* **TASK OBJECTIVE**
Write only the number of lines in the entries below that contain the string "Exhausted".

· · · ·

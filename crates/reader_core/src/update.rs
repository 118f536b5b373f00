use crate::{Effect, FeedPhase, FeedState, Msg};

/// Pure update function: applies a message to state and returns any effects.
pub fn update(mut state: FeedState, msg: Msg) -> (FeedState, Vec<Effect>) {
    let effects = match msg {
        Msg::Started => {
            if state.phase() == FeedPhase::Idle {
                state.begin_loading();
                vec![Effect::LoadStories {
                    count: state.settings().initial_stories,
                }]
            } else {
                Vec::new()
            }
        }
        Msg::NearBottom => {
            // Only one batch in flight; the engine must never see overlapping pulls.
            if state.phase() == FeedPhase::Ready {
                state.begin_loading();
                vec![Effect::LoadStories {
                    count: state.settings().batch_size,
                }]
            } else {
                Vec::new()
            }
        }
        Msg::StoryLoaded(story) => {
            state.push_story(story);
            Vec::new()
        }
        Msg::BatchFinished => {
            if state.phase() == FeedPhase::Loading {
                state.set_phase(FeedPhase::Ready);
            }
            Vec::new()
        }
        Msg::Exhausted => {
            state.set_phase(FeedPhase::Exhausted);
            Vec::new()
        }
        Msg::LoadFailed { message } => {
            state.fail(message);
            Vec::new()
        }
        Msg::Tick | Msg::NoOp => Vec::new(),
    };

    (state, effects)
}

· · · ·

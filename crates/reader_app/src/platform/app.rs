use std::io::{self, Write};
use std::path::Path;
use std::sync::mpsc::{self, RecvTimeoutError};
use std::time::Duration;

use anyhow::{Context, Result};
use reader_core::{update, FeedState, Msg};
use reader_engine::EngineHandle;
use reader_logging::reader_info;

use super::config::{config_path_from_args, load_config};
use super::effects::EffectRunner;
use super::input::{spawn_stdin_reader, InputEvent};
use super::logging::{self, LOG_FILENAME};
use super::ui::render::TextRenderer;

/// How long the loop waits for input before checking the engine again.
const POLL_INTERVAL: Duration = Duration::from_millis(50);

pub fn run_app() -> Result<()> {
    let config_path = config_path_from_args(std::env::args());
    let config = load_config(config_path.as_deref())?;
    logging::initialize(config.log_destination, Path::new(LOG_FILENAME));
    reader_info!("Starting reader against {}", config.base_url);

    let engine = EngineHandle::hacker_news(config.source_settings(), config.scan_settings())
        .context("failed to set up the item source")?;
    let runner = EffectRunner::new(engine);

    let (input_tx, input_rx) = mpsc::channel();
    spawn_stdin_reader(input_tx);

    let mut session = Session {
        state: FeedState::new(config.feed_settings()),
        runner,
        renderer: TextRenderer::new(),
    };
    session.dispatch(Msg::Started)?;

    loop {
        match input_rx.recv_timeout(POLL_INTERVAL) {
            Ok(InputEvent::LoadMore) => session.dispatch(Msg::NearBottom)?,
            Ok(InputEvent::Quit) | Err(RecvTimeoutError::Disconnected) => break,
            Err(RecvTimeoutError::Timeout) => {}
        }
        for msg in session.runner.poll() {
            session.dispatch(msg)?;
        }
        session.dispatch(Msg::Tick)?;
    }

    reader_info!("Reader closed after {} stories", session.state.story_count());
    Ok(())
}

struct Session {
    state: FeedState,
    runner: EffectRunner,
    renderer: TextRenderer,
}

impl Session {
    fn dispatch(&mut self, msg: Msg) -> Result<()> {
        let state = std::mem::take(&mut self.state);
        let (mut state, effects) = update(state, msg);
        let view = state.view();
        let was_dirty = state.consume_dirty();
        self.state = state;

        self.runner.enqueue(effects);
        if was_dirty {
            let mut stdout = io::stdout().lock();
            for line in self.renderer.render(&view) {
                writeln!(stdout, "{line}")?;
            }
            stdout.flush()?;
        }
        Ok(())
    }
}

· · · ·

* **RESPONSE BOX**
2